+++ DATASET CONTENT
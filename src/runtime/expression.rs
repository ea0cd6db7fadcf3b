//! Boolean expressions for `if` and `validate`
//!
//! Grammar (recursive descent, lowest precedence first):
//!
//! ```text
//! or         := and (("||" | "or") and)*
//! and        := unary (("&&" | "and") unary)*
//! unary      := ("!" | "not") unary | comparison
//! comparison := primary (("==" | "=" | "!=" | "<>" | ">" | "<" | ">=" | "<=") primary)?
//! primary    := "(" or ")" | number | 'quoted' | "quoted" | true | false | bareword
//! ```
//!
//! Comparisons are numeric when both sides parse as numbers. Otherwise
//! equality compares booleans case-insensitively and everything else as
//! case-sensitive text; ordering of non-numbers is an error.
//! `NULL` / `NOT-NULL` are ordinary barewords.

use crate::error::{NoxError, Result};

#[derive(Debug, Clone, PartialEq)]
enum Token {
    LParen,
    RParen,
    Or,
    And,
    Not,
    Op(CmpOp),
    Quoted(String),
    Word(String),
}

#[derive(Debug, Clone, Copy, PartialEq)]
enum CmpOp {
    Eq,
    Ne,
    Gt,
    Lt,
    Ge,
    Le,
}

#[derive(Debug, Clone, PartialEq)]
enum Term {
    Bool(bool),
    Text(String),
}

impl Term {
    fn as_bool(&self) -> Option<bool> {
        match self {
            Term::Bool(b) => Some(*b),
            Term::Text(t) if t.eq_ignore_ascii_case("true") => Some(true),
            Term::Text(t) if t.eq_ignore_ascii_case("false") => Some(false),
            Term::Text(_) => None,
        }
    }

    fn as_number(&self) -> Option<f64> {
        match self {
            Term::Bool(_) => None,
            Term::Text(t) => t.trim().parse::<f64>().ok(),
        }
    }

    fn text(&self) -> String {
        match self {
            Term::Bool(b) => b.to_string(),
            Term::Text(t) => t.clone(),
        }
    }
}

/// Evaluate an already-substituted expression
pub fn evaluate(expression: &str) -> Result<bool> {
    let tokens = tokenize(expression)?;
    let mut parser = Parser {
        expression,
        tokens,
        pos: 0,
    };
    let term = parser.or()?;
    if parser.pos < parser.tokens.len() {
        return Err(parser.error(format!("unexpected {:?}", parser.tokens[parser.pos])));
    }
    term.as_bool()
        .ok_or_else(|| parser.error(format!("result '{}' is not a boolean", term.text())))
}

fn tokenize(expression: &str) -> Result<Vec<Token>> {
    let chars: Vec<char> = expression.chars().collect();
    let mut tokens = Vec::new();
    let mut i = 0;

    while i < chars.len() {
        let c = chars[i];
        let next = chars.get(i + 1).copied();
        match c {
            c if c.is_whitespace() => i += 1,
            '(' => {
                tokens.push(Token::LParen);
                i += 1;
            }
            ')' => {
                tokens.push(Token::RParen);
                i += 1;
            }
            '|' if next == Some('|') => {
                tokens.push(Token::Or);
                i += 2;
            }
            '&' if next == Some('&') => {
                tokens.push(Token::And);
                i += 2;
            }
            '=' => {
                tokens.push(Token::Op(CmpOp::Eq));
                i += if next == Some('=') { 2 } else { 1 };
            }
            '!' if next == Some('=') => {
                tokens.push(Token::Op(CmpOp::Ne));
                i += 2;
            }
            '!' => {
                tokens.push(Token::Not);
                i += 1;
            }
            '<' if next == Some('>') => {
                tokens.push(Token::Op(CmpOp::Ne));
                i += 2;
            }
            '<' | '>' => {
                let (op, width) = match (c, next) {
                    ('<', Some('=')) => (CmpOp::Le, 2),
                    ('>', Some('=')) => (CmpOp::Ge, 2),
                    ('<', _) => (CmpOp::Lt, 1),
                    _ => (CmpOp::Gt, 1),
                };
                tokens.push(Token::Op(op));
                i += width;
            }
            '\'' | '"' => {
                let close = chars[i + 1..]
                    .iter()
                    .position(|&ch| ch == c)
                    .ok_or_else(|| NoxError::Expression {
                        expression: expression.to_string(),
                        reason: "unterminated string".into(),
                    })?;
                tokens.push(Token::Quoted(chars[i + 1..i + 1 + close].iter().collect()));
                i += close + 2;
            }
            _ => {
                let start = i;
                while i < chars.len() && !is_delimiter(chars[i], chars.get(i + 1).copied()) {
                    i += 1;
                }
                let word: String = chars[start..i].iter().collect();
                tokens.push(match word.to_ascii_lowercase().as_str() {
                    "or" => Token::Or,
                    "and" => Token::And,
                    "not" => Token::Not,
                    _ => Token::Word(word),
                });
            }
        }
    }
    Ok(tokens)
}

fn is_delimiter(c: char, next: Option<char>) -> bool {
    c.is_whitespace()
        || matches!(c, '(' | ')' | '=' | '<' | '>' | '\'' | '"')
        || (c == '!' && next == Some('='))
        || (c == '|' && next == Some('|'))
        || (c == '&' && next == Some('&'))
}

struct Parser<'e> {
    expression: &'e str,
    tokens: Vec<Token>,
    pos: usize,
}

impl Parser<'_> {
    fn error(&self, reason: String) -> NoxError {
        NoxError::Expression {
            expression: self.expression.to_string(),
            reason,
        }
    }

    fn peek(&self) -> Option<&Token> {
        self.tokens.get(self.pos)
    }

    fn advance(&mut self) -> Option<Token> {
        let token = self.tokens.get(self.pos).cloned();
        self.pos += 1;
        token
    }

    fn boolean(&self, term: &Term) -> Result<bool> {
        term.as_bool()
            .ok_or_else(|| self.error(format!("'{}' is not a boolean", term.text())))
    }

    fn or(&mut self) -> Result<Term> {
        let mut left = self.and()?;
        while self.peek() == Some(&Token::Or) {
            self.pos += 1;
            let right = self.and()?;
            let value = self.boolean(&left)? || self.boolean(&right)?;
            left = Term::Bool(value);
        }
        Ok(left)
    }

    fn and(&mut self) -> Result<Term> {
        let mut left = self.unary()?;
        while self.peek() == Some(&Token::And) {
            self.pos += 1;
            let right = self.unary()?;
            let value = self.boolean(&left)? && self.boolean(&right)?;
            left = Term::Bool(value);
        }
        Ok(left)
    }

    fn unary(&mut self) -> Result<Term> {
        if self.peek() == Some(&Token::Not) {
            self.pos += 1;
            let operand = self.unary()?;
            return Ok(Term::Bool(!self.boolean(&operand)?));
        }
        self.comparison()
    }

    fn comparison(&mut self) -> Result<Term> {
        let left = self.primary()?;
        let Some(Token::Op(op)) = self.peek().cloned() else {
            return Ok(left);
        };
        self.pos += 1;
        let right = self.primary()?;
        Ok(Term::Bool(self.compare(&left, op, &right)?))
    }

    fn compare(&self, left: &Term, op: CmpOp, right: &Term) -> Result<bool> {
        if let (Some(l), Some(r)) = (left.as_number(), right.as_number()) {
            return Ok(match op {
                CmpOp::Eq => l == r,
                CmpOp::Ne => l != r,
                CmpOp::Gt => l > r,
                CmpOp::Lt => l < r,
                CmpOp::Ge => l >= r,
                CmpOp::Le => l <= r,
            });
        }

        let equal = match (left.as_bool(), right.as_bool()) {
            (Some(l), Some(r)) => l == r,
            _ => left.text() == right.text(),
        };
        match op {
            CmpOp::Eq => Ok(equal),
            CmpOp::Ne => Ok(!equal),
            _ => Err(self.error(format!(
                "cannot order non-numeric values '{}' and '{}'",
                left.text(),
                right.text()
            ))),
        }
    }

    fn primary(&mut self) -> Result<Term> {
        match self.advance() {
            Some(Token::LParen) => {
                let inner = self.or()?;
                match self.advance() {
                    Some(Token::RParen) => Ok(inner),
                    _ => Err(self.error("missing ')'".into())),
                }
            }
            Some(Token::Quoted(text)) => Ok(Term::Text(text)),
            Some(Token::Word(word)) => Ok(match word.to_ascii_lowercase().as_str() {
                "true" => Term::Bool(true),
                "false" => Term::Bool(false),
                _ => Term::Text(word),
            }),
            Some(other) => Err(self.error(format!("unexpected {:?}", other))),
            None => Err(self.error("unexpected end of expression".into())),
        }
    }
}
++++++
> [BRIEF] Which of the lines above include the word "inner"? Copy each of them.

> [ANSWER SECTION]
                let inner = self.or()?;
                    Some(Token::RParen) => Ok(inner),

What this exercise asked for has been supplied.